Si concentrò su un canestro di ciligie. Dissimulava
così spesso che ormai avrebbe fatto fatica a esprimere
qualcosa di autentico. Titus intanto ghignava, si godeva quelle
pagliuzze di lussuria gettate all'aria come glitter. Se solo avesse
saputo.
«Siete la più bella del reame, mamma, ma non
c'è dubbio che la vostra unica figlia femmina sia in
procinto di spodestarvi...»
La risata di Seraphi fu squillante. «Parli come se non avessi
deciso ogni singolo tassello del vostro DNA. Lei non è
progettata per spodestarmi per bellezza, come tu non sei progettato per
ereditare il mio impero. Quando vi portavo in grembo sapevo
già di che colore avreste avuto gli occhi, quale sarebbe
stata la vostra prima parola e con quanto di ketchup avreste mangiato
le patatine fritte. Siete i miei piccoli prodotti in serie.»

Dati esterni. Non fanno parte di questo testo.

impl Store for RocksStore {
    // =========================================================================
    // Users
    // =========================================================================

    fn put_user(&self, user: &User) -> Result<()> {
        let cf_users = self.cf(cf::USERS)?;
        let cf_by_email = self.cf(cf::USERS_BY_EMAIL)?;

        let email_key = keys::email_key(&user.email);

        // Enforce case-insensitive email uniqueness.
        if let Some(existing) = self
            .db
            .get_cf(&cf_by_email, &email_key)
            .map_err(|e| StoreError::Database(e.to_string()))?
        {
            let owner: UserId = Self::deserialize(&existing)?;
            if owner != user.id {
                return Err(StoreError::Conflict(format!(
                    "email already registered: {}",
                    user.email
                )));
            }
        }

        let mut batch = WriteBatch::default();
        batch.put_cf(&cf_users, user.id.as_bytes(), Self::serialize(user)?);
        batch.put_cf(&cf_by_email, &email_key, Self::serialize(&user.id)?);
        self.write_batch(batch)
    }

    fn get_user(&self, id: &UserId) -> Result<Option<User>> {
        self.get_record(cf::USERS, id.as_bytes())
    }

    fn get_user_by_email(&self, email: &str) -> Result<Option<User>> {
        let cf_by_email = self.cf(cf::USERS_BY_EMAIL)?;
        let Some(data) = self
            .db
            .get_cf(&cf_by_email, keys::email_key(email))
            .map_err(|e| StoreError::Database(e.to_string()))?
        else {
            return Ok(None);
        };
        let id: UserId = Self::deserialize(&data)?;
        self.get_user(&id)
    }

    fn list_users(&self) -> Result<Vec<User>> {
        self.scan_all(cf::USERS)
    }

    // =========================================================================
    // Teams and memberships
    // =========================================================================

    fn put_team(&self, team: &Team) -> Result<()> {
        self.put_record(cf::TEAMS, team.id.as_bytes(), team)
    }

    fn get_team(&self, id: &TeamId) -> Result<Option<Team>> {
        self.get_record(cf::TEAMS, id.as_bytes())
    }

    fn list_teams(&self) -> Result<Vec<Team>> {
        self.scan_all(cf::TEAMS)
    }

    fn put_membership(&self, membership: &TeamMembership) -> Result<()> {
        let cf_memberships = self.cf(cf::MEMBERSHIPS)?;
        let cf_by_user = self.cf(cf::MEMBERSHIPS_BY_USER)?;

        let mut batch = WriteBatch::default();
        batch.put_cf(
            &cf_memberships,
            keys::membership_key(&membership.team_id, &membership.user_id),
            Self::serialize(membership)?,
        );
        batch.put_cf(
            &cf_by_user,
            keys::user_membership_key(&membership.user_id, &membership.team_id),
            [],
        );
        self.write_batch(batch)
    }

    fn delete_membership(&self, team_id: &TeamId, user_id: &UserId) -> Result<()> {
        if self.get_membership(team_id, user_id)?.is_none() {
            return Err(StoreError::NotFound);
        }

        let cf_memberships = self.cf(cf::MEMBERSHIPS)?;
        let cf_by_user = self.cf(cf::MEMBERSHIPS_BY_USER)?;

        let mut batch = WriteBatch::default();
        batch.delete_cf(&cf_memberships, keys::membership_key(team_id, user_id));
        batch.delete_cf(&cf_by_user, keys::user_membership_key(user_id, team_id));
        self.write_batch(batch)
    }

    fn get_membership(
        &self,
        team_id: &TeamId,
        user_id: &UserId,
    ) -> Result<Option<TeamMembership>> {
        self.get_record(cf::MEMBERSHIPS, &keys::membership_key(team_id, user_id))
    }

    fn list_memberships_by_team(&self, team_id: &TeamId) -> Result<Vec<TeamMembership>> {
        self.scan_prefix(cf::MEMBERSHIPS, team_id.as_bytes())
    }

    fn list_memberships_by_user(&self, user_id: &UserId) -> Result<Vec<TeamMembership>> {
        let cf_by_user = self.cf(cf::MEMBERSHIPS_BY_USER)?;
        let prefix = user_id.as_bytes();

        let mut memberships = Vec::new();
        let iter = self
            .db
            .iterator_cf(&cf_by_user, IteratorMode::From(prefix, Direction::Forward));
        for item in iter {
            let (key, _) = item.map_err(|e| StoreError::Database(e.to_string()))?;
            if !key.starts_with(prefix) {
                break;
            }
            let team_id = keys::extract_team_id_from_user_membership_key(&key);
            if let Some(membership) = self.get_membership(&team_id, user_id)? {
                memberships.push(membership);
            }
        }
        Ok(memberships)
    }

    // =========================================================================
    // Resource assignments
    // =========================================================================

    fn put_assignment(&self, assignment: &ResourceAssignment) -> Result<()> {
        self.put_record(
            cf::ASSIGNMENTS,
            &keys::assignment_key(
                &assignment.team_id,
                &assignment.resource_type,
                &assignment.resource_id,
            ),
            assignment,
        )
    }

    fn delete_assignment(
        &self,
        team_id: &TeamId,
        resource_type: &str,
        resource_id: &str,
    ) -> Result<()> {
        let cf = self.cf(cf::ASSIGNMENTS)?;
        self.db
            .delete_cf(&cf, keys::assignment_key(team_id, resource_type, resource_id))
            .map_err(|e| StoreError::Database(e.to_string()))
    }

    fn get_assignment(
        &self,
        team_id: &TeamId,
        resource_type: &str,
        resource_id: &str,
    ) -> Result<Option<ResourceAssignment>> {
        self.get_record(
            cf::ASSIGNMENTS,
            &keys::assignment_key(team_id, resource_type, resource_id),
        )
    }

    fn list_assignments_by_team(&self, team_id: &TeamId) -> Result<Vec<ResourceAssignment>> {
        self.scan_prefix(cf::ASSIGNMENTS, team_id.as_bytes())
    }

    // =========================================================================
    // Cloud providers and the machine cache
    // =========================================================================

    fn put_provider(&self, provider: &CloudProvider) -> Result<()> {
        self.put_record(cf::PROVIDERS, provider.id.as_bytes(), provider)
    }

    fn get_provider(&self, id: &ProviderId) -> Result<Option<CloudProvider>> {
        self.get_record(cf::PROVIDERS, id.as_bytes())
    }

    fn list_providers(&self) -> Result<Vec<CloudProvider>> {
        self.scan_all(cf::PROVIDERS)
    }

    fn put_machine(&self, machine: &MachineRecord) -> Result<()> {
        self.put_record(
            cf::MACHINES,
            &keys::machine_key(&machine.provider_id, &machine.external_id),
            machine,
        )
    }

    fn get_machine(
        &self,
        provider_id: &ProviderId,
        external_id: &str,
    ) -> Result<Option<MachineRecord>> {
        self.get_record(cf::MACHINES, &keys::machine_key(provider_id, external_id))
    }

    fn list_machines_by_provider(&self, provider_id: &ProviderId) -> Result<Vec<MachineRecord>> {
        self.scan_prefix(cf::MACHINES, provider_id.as_bytes())
    }

    // =========================================================================
    // Agents and enrollment
    // =========================================================================

    fn put_agent(&self, agent: &AccessAgent) -> Result<()> {
        let cf_agents = self.cf(cf::AGENTS)?;
        let cf_by_status = self.cf(cf::AGENTS_BY_STATUS)?;

        // Maintain the status index across status changes.
        let old_status = self.get_agent(&agent.agent_id)?.map(|a| a.status);

        let mut batch = WriteBatch::default();
        batch.put_cf(&cf_agents, agent.agent_id.as_bytes(), Self::serialize(agent)?);

        if let Some(old) = old_status {
            if old != agent.status {
                batch.delete_cf(
                    &cf_by_status,
                    keys::status_agent_key(old.as_u8(), &agent.agent_id),
                );
            }
        }
        batch.put_cf(
            &cf_by_status,
            keys::status_agent_key(agent.status.as_u8(), &agent.agent_id),
            [],
        );

        self.write_batch(batch)
    }

    fn get_agent(&self, id: &AgentId) -> Result<Option<AccessAgent>> {
        self.get_record(cf::AGENTS, id.as_bytes())
    }

    fn list_agents(&self) -> Result<Vec<AccessAgent>> {
        self.scan_all(cf::AGENTS)
    }

    fn list_agents_by_status(&self, status: AgentStatus) -> Result<Vec<AccessAgent>> {
        let cf_by_status = self.cf(cf::AGENTS_BY_STATUS)?;
        let prefix = [status.as_u8()];

        let mut agents = Vec::new();
        let iter = self
            .db
            .iterator_cf(&cf_by_status, IteratorMode::From(&prefix, Direction::Forward));
        for item in iter {
            let (key, _) = item.map_err(|e| StoreError::Database(e.to_string()))?;
            if !key.starts_with(&prefix) {
                break;
            }
            let agent_id = keys::extract_agent_id_from_status_key(&key);
            if let Some(agent) = self.get_agent(&agent_id)? {
                agents.push(agent);
            }
        }
        Ok(agents)
    }

    fn put_enrollment_key(&self, key: &EnrollmentKey) -> Result<()> {
        self.put_record(cf::ENROLLMENT_KEYS, key.key_hash.as_bytes(), key)
    }

    fn get_enrollment_key(&self, key_hash: &str) -> Result<Option<EnrollmentKey>> {
        self.get_record(cf::ENROLLMENT_KEYS, key_hash.as_bytes())
    }

    // =========================================================================
    // SSH CA
    // =========================================================================

    fn put_ca_config(&self, ca: &SshCaConfig) -> Result<()> {
        let cf_cas = self.cf(cf::CA_CONFIGS)?;
        let mut batch = WriteBatch::default();

        // Activating a user CA retires the previous one in the same batch.
        if ca.active && ca.kind == CaKind::User {
            for mut other in self.list_ca_configs()? {
                if other.name != ca.name && other.kind == CaKind::User && other.active {
                    other.active = false;
                    batch.put_cf(&cf_cas, other.name.as_bytes(), Self::serialize(&other)?);
                }
            }
        }

        batch.put_cf(&cf_cas, ca.name.as_bytes(), Self::serialize(ca)?);
        self.write_batch(batch)
    }

    fn get_ca_config(&self, name: &str) -> Result<Option<SshCaConfig>> {
        self.get_record(cf::CA_CONFIGS, name.as_bytes())
    }

    fn list_ca_configs(&self) -> Result<Vec<SshCaConfig>> {
        self.scan_all(cf::CA_CONFIGS)
    }

    fn active_user_ca(&self) -> Result<Option<SshCaConfig>> {
        Ok(self
            .list_ca_configs()?
            .into_iter()
            .find(|ca| ca.kind == CaKind::User && ca.active))
    }

    fn next_ca_serial(&self, name: &str) -> Result<u64> {
        let _guard = self.serial_lock.lock();

        let mut ca = self.get_ca_config(name)?.ok_or(StoreError::NotFound)?;
        ca.serial += 1;

        // The serial must be durable before any certificate carrying it is
        // returned to a caller.
        let cf = self.cf(cf::CA_CONFIGS)?;
        let mut write_opts = WriteOptions::default();
        write_opts.set_sync(true);
        self.db
            .put_cf_opt(&cf, name.as_bytes(), Self::serialize(&ca)?, &write_opts)
            .map_err(|e| StoreError::Database(e.to_string()))?;

        Ok(ca.serial)
    }

    // =========================================================================
    // Shell sessions
    // =========================================================================

    fn put_session(&self, session: &ShellSession) -> Result<()> {
        let cf_sessions = self.cf(cf::SESSIONS)?;
        let cf_by_agent = self.cf(cf::SESSIONS_BY_AGENT)?;

        let mut batch = WriteBatch::default();
        batch.put_cf(
            &cf_sessions,
            session.session_id.as_bytes(),
            Self::serialize(session)?,
        );
        batch.put_cf(
            &cf_by_agent,
            keys::agent_session_key(&session.agent_id, &session.session_id),
            [],
        );
        self.write_batch(batch)
    }

    fn get_session(&self, id: &SessionId) -> Result<Option<ShellSession>> {
        self.get_record(cf::SESSIONS, id.as_bytes())
    }

    fn list_sessions_by_agent(&self, agent_id: &AgentId) -> Result<Vec<ShellSession>> {
        let cf_by_agent = self.cf(cf::SESSIONS_BY_AGENT)?;
        let prefix = agent_id.as_bytes();

        let mut sessions = Vec::new();
        let iter = self
            .db
            .iterator_cf(&cf_by_agent, IteratorMode::From(prefix, Direction::Forward));
        for item in iter {
            let (key, _) = item.map_err(|e| StoreError::Database(e.to_string()))?;
            if !key.starts_with(prefix) {
                break;
            }
            let session_id = keys::extract_session_id_from_agent_session_key(&key);
            if let Some(session) = self.get_session(&session_id)? {
                sessions.push(session);
            }
        }
        Ok(sessions)
    }

    fn list_active_sessions(&self) -> Result<Vec<ShellSession>> {
        Ok(self
            .scan_all::<ShellSession>(cf::SESSIONS)?
            .into_iter()
            .filter(|s| s.ended_at.is_none())
            .collect())
    }

    // =========================================================================
    // Refresh tokens
    // =========================================================================

    fn put_refresh_token(&self, token: &RefreshToken) -> Result<()> {
        self.put_record(cf::REFRESH_TOKENS, token.jti.as_bytes(), token)
    }

    fn get_refresh_token(&self, jti: &uuid::Uuid) -> Result<Option<RefreshToken>> {
        self.get_record(cf::REFRESH_TOKENS, jti.as_bytes())
    }

    // =========================================================================
    // Audit and webhooks
    // =========================================================================

    fn append_audit(&self, event: &AuditEvent) -> Result<()> {
        let nanos = event.timestamp.timestamp_nanos_opt().unwrap_or_default();
        let random = *uuid::Uuid::new_v4().as_bytes();
        self.put_record(cf::AUDIT, &keys::audit_key(nanos, &random), event)
    }

    fn recent_audit(&self, limit: usize) -> Result<Vec<AuditEvent>> {
        let cf = self.cf(cf::AUDIT)?;
        let mut events = Vec::with_capacity(limit);
        for item in self.db.iterator_cf(&cf, IteratorMode::End) {
            if events.len() >= limit {
                break;
            }
            let (_, value) = item.map_err(|e| StoreError::Database(e.to_string()))?;
            events.push(Self::deserialize(&value)?);
        }
        Ok(events)
    }

    fn record_webhook_event(&self, event: &WebhookEvent) -> Result<bool> {
        let cf = self.cf(cf::WEBHOOK_EVENTS)?;
        let key = keys::webhook_key(
            &event.source,
            &event.event_type,
            &event.resource_id,
            event.received_at.timestamp_nanos_opt().unwrap_or_default(),
        );

        let exists = self
            .db
            .get_cf(&cf, &key)
            .map_err(|e| StoreError::Database(e.to_string()))?
            .is_some();
        if exists {
            return Ok(false);
        }

        self.db
            .put_cf(&cf, &key, Self::serialize(event)?)
            .map_err(|e| StoreError::Database(e.to_string()))?;
        Ok(true)
    }
}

«E quando avete... progettato me,»
domandò Titus, formulando quella parola con un pizzico di
divertimento, «cosa volevate creare?»
«Più di una volta me lo sono chiesto
anch'io» fiatò Balem sovrappensiero,
così piano che nessuno parve udirlo.
Seraphi mandò un bacio al figlio minore. «Ma
è ovvio. Un bambino adorabile. Eri l'infante più
grazioso di tutte le galassie, con quelle fossette e gli occhioni
azzurri... Non ti ricordi?»
La sorella intervenne. «Io mi ricordo perfettamente, visto
che ero quella che doveva rincorrerlo nei corridoi della
casa.»
Titus a sua volta le baciò il dorso della mano, con
galanteria, supplicando di essere perdonato per
quell'incresciosità. Seraphi fissò Kalique
ostile, come si fa con il ragno che non deve avvicinarsi più
di così se non vuole andare all'altro mondo, dimenticando
che il ragno ha più paura di te di quanta tu ne abbia di
lui. Balem, se ne fosse valsa la pena, avrebbe sorriso. Non
amava sua madre, amava la fiera deforme e degenere che vi cresceva
sotto l'epidermide nobile, amava tutto ciò che i suoi
fratelli non conoscevano di lei e non avrebbero mai potuto far altro
che fiutare spaventati. La amava quando i suoi difetti la
inghiottivano. La amava quando si sintonizzava sulla sua stessa
composizione genetica, quando recitava per lui la loro parte preferita,
quando lo scopava e lo chiamava il mio bambino. Sei
lei lo avesse amato, lui non l'avrebbe amata così tanto. Le
sue menzogne, la sua piccolezza, la sua falsità erano il suo
fascino più grande. Un'orchestrazione perfetta che Balem
finanziava fino a bucarsi le mani. Seraphi Abrasax era una matriarca
che non si era creata una famiglia per solitudine, ma che aveva finito
lo stesso per renderli cani da compagnia. Gli investimenti le piacevano
solo rischiosi. Nella sua vita c'era bisogno di elettricità.
Obbedienza e elettricità.
«Balem, caro? A cosa pensi?»
Balem rimirò il suo sopracciglio inarcato, il suo egoismo
splendente e costoso come una pietra.
«Non vorrei sembrare scortese»
bisbigliò, «ma ho urgenza di ritirarmi per un
bagno.»
«Non sarò certo io a impedirtelo,
tesoro.»
Entrambi lo avevano fatto solo la sera prima, nella stessa vasca, ma
dopotutto per svuotarla e riempirla bastavano cinque minuti. E,
qualsiasi conversazione Balem e Seraphi dovessero intraprendere, poteva
avvenire anche nella
stessa vasca. Il figlio uscì e si chiese quale
fantasiosa scusa avrebbe trovato la madre per raggiungerlo. Dopotutto,
le riunioni di famiglia sono una noia mortale, è risaputo.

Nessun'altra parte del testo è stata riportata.